Ditonno Francesco, Veccia Alessandro, Bignante Gabriele, Wu Zhenjie, Wang Linhui, Abdollah Firas, Stephens Alex, Simone Giuseppe, Tuderti Gabriele, Lee Randall, Eun Daniel D, Correa Andres F, De Cobelli Ottavio, Ferro Matteo, Porpiglia Francesco, Amparore Daniele, Checcucci Enrico, Tufano Antonio, Contieri Roberto, Perdonà Sisto, Bhanvadia Raj, Margulis Vitaly, Brönimann Stephan, Singla Nirmish, Porter James, Ghodoussipour Saum, Minervini Andrea, Mari Andrea, Lambertini Luca, Ghoreifi Alireza, Nativ Omri Falik, Gonzalgo Mark L, Sidhom Daniel, Sundaram Chandru P, Ben-David Reuben, Eraky Ahmed, Mehrazin Reza, Yoshida Takashi, Kinoshita Hidefumi, Dehghanmanshadi Alireza, Rais-Bahrami Soroush, Meagher Margaret F, Puri Dhruv, Derweesh Ithaar H, Moghaddam Farshad S, Djaladat Hooman, Bertolo Riccardo, Autorino Riccardo, Antonelli Alessandro
Department of Urology, Azienda Ospedaliera Universitaria Integrata Verona, University of Verona, Verona, 37126, Italy.
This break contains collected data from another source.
impl RawSettings {
    fn apply_serve_args(&mut self, args: &ServeArgs) {
        if let Some(directory) = args.directory.as_ref() {
            self.serving.directory = Some(directory.clone());
        }

        let overrides = &args.overrides;
        self.apply_logging_overrides(&overrides.logging);
        if let Some(host) = overrides.host.as_ref() {
            self.server.host = Some(host.clone());
        }
        if let Some(port) = overrides.port {
            self.server.port = Some(port);
        }
        if let Some(base_url) = overrides.base_url.as_ref() {
            self.server.base_url = Some(base_url.clone());
        }
        if !overrides.allow_origins.is_empty() {
            self.server.allow_origins = Some(overrides.allow_origins.clone());
        }
        if let Some(seconds) = overrides.graceful_shutdown_seconds {
            self.server.graceful_shutdown_seconds = Some(seconds);
        }
        if let Some(include_code) = overrides.include_code {
            self.serving.include_code = Some(include_code);
        }
        if let Some(mode) = overrides.mode.as_ref() {
            self.serving.mode = Some(mode.clone());
        }
        if let Some(debug_cached) = overrides.debug_cached {
            self.serving.debug_cached = Some(debug_cached);
        }
        if let Some(limit) = overrides.max_buffer_bytes {
            self.serving.max_buffer_bytes = Some(limit);
        }
        if let Some(token) = overrides.token.as_ref() {
            self.auth.token = Some(token.clone());
        }
        if overrides.no_token {
            self.auth.no_token = Some(true);
        }
        if let Some(url) = overrides.upstream_url.as_ref() {
            self.live.upstream_url = Some(url.clone());
        }
        if let Some(spawn) = overrides.spawn_upstream {
            self.live.spawn = Some(spawn);
        }
        if let Some(on_start) = overrides.precompute_on_start {
            self.precompute.on_start = Some(on_start);
        }
    }

    fn apply_precompute_args(&mut self, args: &PrecomputeArgs) {
        if let Some(directory) = args.directory.as_ref() {
            self.serving.directory = Some(directory.clone());
        }

        let overrides = &args.overrides;
        self.apply_logging_overrides(&overrides.logging);
        if overrides.include_gitignored {
            self.precompute.include_gitignored = Some(true);
        }
        if let Some(strategy) = overrides.ignore_strategy.as_ref() {
            self.precompute.ignore_strategy = Some(strategy.clone());
        }
        if let Some(include_code) = overrides.include_code {
            self.precompute.include_code = Some(include_code);
        }
        if let Some(concurrency) = overrides.concurrency {
            self.precompute.concurrency = Some(concurrency);
        }
        if let Some(seconds) = overrides.probe_timeout_seconds {
            self.precompute.probe_timeout_seconds = Some(seconds);
        }
        if let Some(python) = overrides.python.as_ref() {
            self.precompute.python = Some(python.clone());
        }
        if let Some(marimo) = overrides.marimo.as_ref() {
            self.precompute.marimo = Some(marimo.clone());
        }
    }

    fn apply_logging_overrides(&mut self, overrides: &LoggingOverrides) {
        if let Some(level) = overrides.log_level.as_ref() {
            self.logging.level = Some(level.clone());
        }
        if let Some(json) = overrides.log_json {
            self.logging.json = Some(json);
        }
    }
}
Department of Urology, Rush University, Chicago, IL, USA.
World J Urol. 2025 Sep 3;43(1):534. doi: 10.1007/s00345-025-05882-0.
Radical nephroureterectomy (RNU) for upper tract urothelial carcinoma (UTUC) in solitary kidney patients is a rare and underreported scenario. This study aims to compare the outcomes of UTUC solitary kidney patients becoming anephric after RNU to those of patients undergoing kidney-sparing surgery (KSS).
Data from patients with a solitary kidney were retrieved from the ROBUUST 2.0 database, a global, multicenter registry containing data on patients who underwent curative surgery for UTUC. Baseline patient demographics, disease characteristics, and surgical features were compared between RNU and KSS. Kaplan-Meier methods were used to estimate recurrence-free survival (RFS), metastasis-free survival (MFS), cancer-specific survival (CSS), and overall survival (OS) in patients undergoing RNU, with 3-year and 5-year cutoffs applied.
Thirty-nine patients (76.5%) underwent RNU, whereas 12 (23.5%) underwent KSS. Despite a comparable preoperative renal function, the distribution of CKD stages differed significantly between the groups (p = 0.019). Despite a similar rate of postoperative complications, patients undergoing RNU experienced a significantly higher median LOS (p < 0.001). Among RNU patients, OS was 83.9%, CSS was 96.9%, RFS was 71.8%, and MFS was 84.4% at the 3-year follow-up. After 5 years post-surgery, OS was 73.4%, CSS was 83.1%, RFS was 59.9%, and MFS was 78.5% in the same cohort.
UTUC solitary kidney patients undergoing RNU or KSS face a substantial perioperative burden. Despite these challenges, our cohort demonstrated favorable oncological outcomes comparable to those reported in the existing literature.
对于孤立肾患者的上尿路尿路上皮癌(UTUC)行根治性肾输尿管切除术(RNU)是一种罕见且报道不足的情况。本研究旨在比较UTUC孤立肾患者在RNU后成为无肾状态与接受保肾手术(KSS)患者的结局。
从ROBUUST 2.0数据库中检索孤立肾患者的数据,该数据库是一个全球多中心登记处,包含接受UTUC根治性手术患者的数据。比较RNU和KSS患者的基线人口统计学、疾病特征和手术特征。采用Kaplan-Meier方法估计接受RNU患者的无复发生存期(RFS)、无转移生存期(MFS)、癌症特异性生存期(CSS)和总生存期(OS),应用3年和5年的截断值。
39例患者(76.5%)接受了RNU,而12例(23.5%)接受了KSS。尽管术前肾功能相当,但两组间慢性肾脏病(CKD)分期分布差异显著(p = 0.019)。尽管术后并发症发生率相似,但接受RNU的患者中位住院时间显著更长(p < 0.001)。在RNU患者中,3年随访时OS为83.9%,CSS为96.9%,RFS为71.8%,MFS为84.4%。在同一队列中,术后5年时OS为73.4%,CSS为83.1%,RFS为59.9%,MFS为78.5%。
接受RNU或KSS的UTUC孤立肾患者面临着巨大的围手术期负担。尽管存在这些挑战,但我们的队列显示出与现有文献报道相当的良好肿瘤学结局。